All those lifts you speak of live in the static HIT (High Intensity Training) body building field. Ballistic lifting is for power lifters. There are many!!! ways to lift...HIT is one of them and it is good to know as many ways to lift as possible to prevent injury and going stale. It amazes me how many will simply turn away from HIT and not even try it!?


----------



## Hench (May 8, 2013)

The study obviously has it flaws however based on my own training and that of clients Im inclined to agree with his conclusions, despite the somewhat random loading comparison. 

I feel more important to optimum growth is the removal of all momentum from the movement as well as the increased mental focus on maximum muscular contraction associated with that method of execution. Whether this occurs over a 6 second ecc. & con. period, as opposed to 3 seconds in either direction or even something like 6 ecc. &Y 3 con. is secondary in importance to the two factors mentioned previously.


----------



## ak1951 (May 9, 2013)

Hench said:


> The study obviously has it flaws however based on my own training and that of clients Im inclined to agree with his conclusions, despite the somewhat random loading comparison.
> 
> I feel more important to optimum growth is the removal of all momentum from the movement as well as the increased mental focus on maximum muscular contraction associated with that method of execution. Whether this occurs over a 6 second ecc. & con. period, as opposed to 3 seconds in either direction or even something like 6 ecc. &Y 3 con. is secondary in importance to the two factors mentioned previously.



"is secondary in importance" I have to say that the TUL (time under load) IS very important.

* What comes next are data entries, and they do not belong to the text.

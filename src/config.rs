//! Application configuration, read once at startup.

use std::fs;
use std::path::{Path, PathBuf};
use anyhow::Context;
use serde::{Deserialize, Serialize};
use crate::common::ModelConfig;
use crate::data::FsAccess;

pub const CONFIG_FILE: &str = "config.json";

#[derive(Debug, Clone, PartialEq, Serialize, Deserialize)]
#[serde(default)]
pub struct CameraConfig {
    /// `0` for `/dev/video0`, a device path, or `stub://` for the synthetic source.
    pub device: String,
    pub width: u32,
    pub height: u32,
    pub fps: u32,
}

impl Default for CameraConfig {
    fn default() -> Self {
        Self {
            device: "0".to_string(),
            width: 640,
            height: 480,
            fps: 30,
        }
    }
}

#[derive(Debug, Clone, PartialEq, Serialize, Deserialize)]
#[serde(default)]
pub struct AppConfig {
    pub camera: CameraConfig,
    pub tick_interval_ms: u64,
    /// Width the image is scaled to on screen. The height follows the aspect ratio.
    pub display_width: u32,
    pub window_width: f32,
    pub window_height: f32,
    pub model: ModelConfig,
}

impl Default for AppConfig {
    fn default() -> Self {
        Self {
            camera: CameraConfig::default(),
            tick_interval_ms: 3,
            display_width: 800,
            window_width: 1200.,
            window_height: 700.,
            model: ModelConfig::default(),
        }
    }
}

impl AppConfig {
    /// `~/.config/autointell/config.json` on Linux.
    pub fn default_path() -> anyhow::Result<PathBuf> {
        FsAccess::Config.app_file(CONFIG_FILE)
    }

    /// Reads the configuration from the default location, or the defaults
    /// when there is no file.
    pub fn load() -> anyhow::Result<Self> {
        match Self::default_path() {
            Ok(path) => Self::load_from(&path),
            Err(err) => {
                log::warn!("{err}, using the default configuration");
                Ok(Self::default())
            }
        }
    }

    pub fn load_from(path: &Path) -> anyhow::Result<Self> {
        if !path.is_file() {
            log::info!("No configuration at {}, using defaults", path.display());
            return Ok(Self::default());
        }

        let raw = fs::read_to_string(path)
            .with_context(|| format!("Failed to read {}", path.display()))?;
        let config: Self = serde_json::from_str(&raw)
            .with_context(|| format!("Failed to parse {}", path.display()))?;
        log::info!("Loaded configuration from {}", path.display());
        Ok(config)
    }
}
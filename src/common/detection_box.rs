use serde::{Deserialize, Serialize};

/// Axis-aligned box in source-frame pixel coordinates.
#[derive(Default, Debug, Clone, Copy, PartialEq, Serialize, Deserialize, PartialOrd)]
pub struct DetectionBox {
    pub x1: f32,
    pub y1: f32,
    pub x2: f32,
    pub y2: f32,
    pub w: f32,
    pub h: f32,
}

impl DetectionBox {
    pub fn new(x1: f32, y1: f32, x2: f32, y2: f32) -> Self {
        Self {
            x1,
            y1,
            x2,
            y2,
            w: x2 - x1,
            h: y2 - y1,
        }
    }

    /// Returns the width of the bounding box.
    pub fn width(&self) -> f32 {
        self.w
    }

    /// Returns the height of the bounding box.
    pub fn height(&self) -> f32 {
        self.h
    }

    pub fn x_min(&self) -> f32 {
        self.x1
    }

    pub fn y_min(&self) -> f32 {
        self.y1
    }

    pub fn x_max(&self) -> f32 {
        self.x1 + self.w
    }

    pub fn y_max(&self) -> f32 {
        self.y1 + self.h
    }

    /// Returns the bounding box coordinates and size as `(x, y, w, h)`.
    pub fn xy1_wh(&self) -> (f32, f32, f32, f32) {
        (self.x1, self.y1, self.w, self.h)
    }

    pub fn area(&self) -> f32 {
        self.h * self.w
    }

    /// Computes the intersection area between this bounding box and another.
    pub fn intersect(&self, other: &DetectionBox) -> f32 {
        let left = self.x1.max(other.x1);
        let right = self.x_max().min(other.x_max());
        let top = self.y1.max(other.y1);
        let bottom = self.y_max().min(other.y_max());
        (right - left).max(0.) * (bottom - top).max(0.)
    }

    /// Computes the union area between this bounding box and another.
    pub fn union(&self, other: &DetectionBox) -> f32 {
        self.area() + other.area() - self.intersect(other)
    }

    /// Intersection over union. Zero when both boxes are degenerate.
    pub fn iou(&self, other: &DetectionBox) -> f32 {
        let union = self.union(other);
        if union <= 0. {
            return 0.;
        }
        self.intersect(other) / union
    }

    /// Restricts the box to `[0, width) x [0, height)`.
    ///
    /// A box lying entirely outside collapses onto the nearest edge and keeps
    /// a size of at least one pixel, so it can still be drawn.
    pub fn clamped(self, width: u32, height: u32) -> Self {
        let (max_x, max_y) = (width.max(1) as f32, height.max(1) as f32);

        let x1 = self.x1.clamp(0., max_x - 1.);
        let y1 = self.y1.clamp(0., max_y - 1.);
        let x2 = self.x_max().clamp(0., max_x);
        let y2 = self.y_max().clamp(0., max_y);

        let w = (x2 - x1).max(1.).min(max_x - x1);
        let h = (y2 - y1).max(1.).min(max_y - y1);
        Self::default().with_x1y1_wh(x1, y1, w, h)
    }

    pub fn as_xy_wh_i32(&self) -> (i32, i32, i32, i32) {
        (self.x1.round() as i32,
         self.y1.round() as i32,
         self.w.round() as i32,
         self.h.round() as i32)
    }

    /// Sets the bounding box's coordinates and dimensions using `(x, y, w, h)`.
    ///
    /// # Arguments
    ///
    /// * `x` - The x-coordinate of the top-left corner.
    /// * `y` - The y-coordinate of the top-left corner.
    /// * `w` - The width of the bounding box.
    /// * `h` - The height of the bounding box.
    pub fn with_x1y1_wh(mut self, x: f32, y: f32, w: f32, h: f32) -> Self {
        self.x1 = x;
        self.y1 = y;
        self.w = w;
        self.h = h;

        self.x2 = x + w;
        self.y2 = y + h;
        self
    }

    /// Sets the bounding box's coordinates and dimensions using `(cx, cy, w, h)`.
    ///
    /// # Arguments
    ///
    /// * `cx` - The x-coordinate of the horizontal center.
    /// * `cy` - The y-coordinate of the vertical center.
    /// * `w` - The width of the bounding box.
    /// * `h` - The height of the bounding box.
    pub fn with_cxcy_wh(mut self, cx: f32, cy: f32, w: f32, h: f32) -> Self {
        self.x1 = cx - (w / 2.0);
        self.y1 = cy - (h / 2.0);
        self.w = w;
        self.h = h;

        self.x2 = cx + (w / 2.0);
        self.y2 = cy + (h / 2.0);
        self
    }
}

#[cfg(test)]
mod tests {
    use super::*;

    #[test]
    fn clamping_keeps_inner_boxes_untouched() {
        let bbox = DetectionBox::default().with_x1y1_wh(10., 10., 20., 20.);
        assert_eq!(bbox.clamped(100, 100), bbox);
    }

    #[test]
    fn clamping_cuts_boxes_at_the_frame_edge() {
        let bbox = DetectionBox::default().with_cxcy_wh(95., 0., 20., 20.);
        let clamped = bbox.clamped(100, 100);
        assert_eq!(clamped.xy1_wh(), (85., 0., 15., 10.));
        assert!(clamped.x_max() <= 100.);
    }

    #[test]
    fn clamping_collapses_outside_boxes_onto_the_edge() {
        let bbox = DetectionBox::default().with_x1y1_wh(150., -40., 10., 10.);
        let clamped = bbox.clamped(100, 100);
        assert_eq!(clamped.xy1_wh(), (99., 0., 1., 1.));
    }

    #[test]
    fn iou_of_identical_boxes_is_one() {
        let bbox = DetectionBox::new(0., 0., 10., 10.);
        assert!((bbox.iou(&bbox) - 1.).abs() < f32::EPSILON);
        assert_eq!(bbox.iou(&DetectionBox::new(20., 20., 30., 30.)), 0.);
    }
}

In fact it is the bottom line in the high intesity. Without the prolonged TUL then you are simply back to lifting "normally". I will say that when you find you max weight at 4 2 4 lifting (about half of your MR weight) you can play with heavier weights by shortening the TUL as you say. But this is not true HIT lifting...this is of your own design and that is wonderful and a part of my training method. I did a full month of strict HIT lifting and it was an amazing eye opener. I was shaking like a newbe at first. It is a tremendous shock to your nervous system hence the need to stay with lighter weights until you graduate from kindergarten. We started with 3 sets making sure that the last set was just barely 10 reps. I have talked to many people that know of HIT and most all say "that training sucks" because it is not an easy way to lift. But the big boys understand it.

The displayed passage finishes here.